Citation : 2003 Latest Caselaw 85 Del
Judgement Date : 28 January, 2003
JUDGMENT
Badar Durrez Ahmed, J.
1. In this petition the petitioner has prayed for a writ of certiorari for quashing the reference dated January 15, 1987 made by the Delhi Administration and also the order passed by the Labour Court dated February 22, 1989 asking the petitioner to lead evidence first. The learned counsel appearing for the petitioner has submitted that at this stage he is not pressing the first part of the prayer but is only asking for the second part of the prayer that is the quashing of the order dated February 22, 1989, reserving, however, his right to agitate with respect to the first part at an appropriate stage.
2. He pointed out the terms of reference of the industrial dispute in question which are as under:
"Whether the termination of services of Shri Inderjit is legal and justified and if not to what relief is he entitled and what directions are necessary in this respect?"
3. After the dispute was referred, an application dated February 22, 1989 was moved by the petitioner for examining the workman first. In the said application, it was averred that it is the workman who has raised the dispute and it is he who as per the statement of claim is claiming that the termination of the service is illegal and unjustified and against the provisions of law. So, it is for him to prove the same in the first instance. This application was considered by the Labour Court on February 22, 1989 itself and was rejected on the ground that "the onus of all issues is on the Management, therefore the management was rightly asked to open evidence".
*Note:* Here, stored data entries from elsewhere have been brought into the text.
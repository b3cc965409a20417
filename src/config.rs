//! Defaults shared by every surface, plus the web server's settings.

/// Rows shown in a file preview.
pub const DEFAULT_PREVIEW_ROWS: usize = 5;

/// Cell contents read as a missing value.
pub const NA_TOKENS: [&str; 19] = [
    "", "#N/A", "#N/A N/A", "#NA", "-1.#IND", "-1.#QNAN", "-NaN", "-nan", "1.#IND", "1.#QNAN",
    "<NA>", "N/A", "NA", "NULL", "NaN", "None", "n/a", "nan", "null",
];

/// Notice emitted when a chart is requested but no column is numeric.
pub const NO_NUMERIC_DATA: &str = "No numerical data available";

/// Chart size in pixels.
pub const CHART_SIZE: (u32, u32) = (800, 480);

/// Settings for the HTTP server.
///
/// Every flag also reads an environment variable, so the server can be
/// configured without arguments in a container.
#[cfg(feature = "web")]
#[derive(Clone, Debug, clap::Parser)]
#[command(name = "sheetconv-web", about = "Browser front end for converting CSV / XLSX files")]
pub struct ServerConfig {
    /// Interface to bind
    #[arg(long, env = "SHEETCONV_HOST", default_value = "127.0.0.1")]
    pub host: String,

    /// Port to listen on
    #[arg(short, long, env = "SHEETCONV_PORT", default_value_t = 3000)]
    pub port: u16,

    /// Rows included in each preview
    #[arg(long, env = "SHEETCONV_PREVIEW_ROWS", default_value_t = DEFAULT_PREVIEW_ROWS)]
    pub preview_rows: usize,

    /// Reject request bodies larger than this many bytes (default: no limit)
    #[arg(long, env = "SHEETCONV_MAX_UPLOAD_BYTES")]
    pub max_upload_bytes: Option<usize>,
}

#[cfg(feature = "web")]
impl ServerConfig {
    pub fn bind_addr(&self) -> String {
        format!("{}:{}", self.host, self.port)
    }
}

#[cfg(feature = "web")]
impl Default for ServerConfig {
    fn default() -> Self {
        ServerConfig {
            host: "127.0.0.1".to_string(),
            port: 3000,
            preview_rows: DEFAULT_PREVIEW_ROWS,
            max_upload_bytes: None,
        }
    }
}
4. The learned counsel for the petitioner has drawn my attention to Rule 10-B of the Industrial Disputes (Central) Rules, 1957 which prescribes the procedure for proceedings before the Labour Court, Tribunal or National Tribunal. In Sub-rule (1) of Rule 10-B it is prescribed that the party raising the dispute is required to file a statement of claim complete with relevant documents, list of reliance and witnesses with the Labour Court within 15 days of the receipt of the order of reference. In the present case, the learned counsel submits that apart from filing a statement of claim the workman i.e. the respondent has not filed any relevant documents, list of reliance or witnesses which he was bound to do under the provisions of law.
5. He has also placed a decision of the Allahabad High Court in Airtech Private Ltd. v. State of U.P. and Ors. reported in 1984 (49) F.L.R. 38, wherein a similar fact situation had arisen. In the said decision, it has been observed that the statement of claim supported by the affidavit of the workman constitutes the preliminary evidence and it is upon the Management/employer to controvert the same and if not so controverter then nothing further needs to be proved and done by the workman. However, the primary responsibility of establishing his case rests on the workman. And in that case, the Allahabad High Cour theld that the Labour Court had patently erred in holding that the burden of proof lay upon the employers. It further held that the obligation to lead evidence to establish an allegation made by a party is on the party making the allegation. The test would be, who would fail if no evidence is led. The party making the allegation and seeking redressal must seek an opportunity to lead evidence. A similar view was taken by the Division Bench of the said Allahabad High Court in the case of V.K. Raj Industries v. Labour Court and Ors. reported in 1981 (43) F.L.R. 194.
6. Agreeing with the view taken in the said decisions of the Allahabad High Court, I hold that the impugned order dated February 22, 1989 passed by the Labour Court asking the petitioner to lead evidence first cannot be sustained in law and, I, accordingly quash the same. The workman is to lead evidence first as it is he who has to establish his allegations. The matter is remanded to the Labour Court for adjudication as per provisions of law. It is made clear that this Court has not expressed its views on the merits of the reference. In these circumstances there shall be no order as to costs.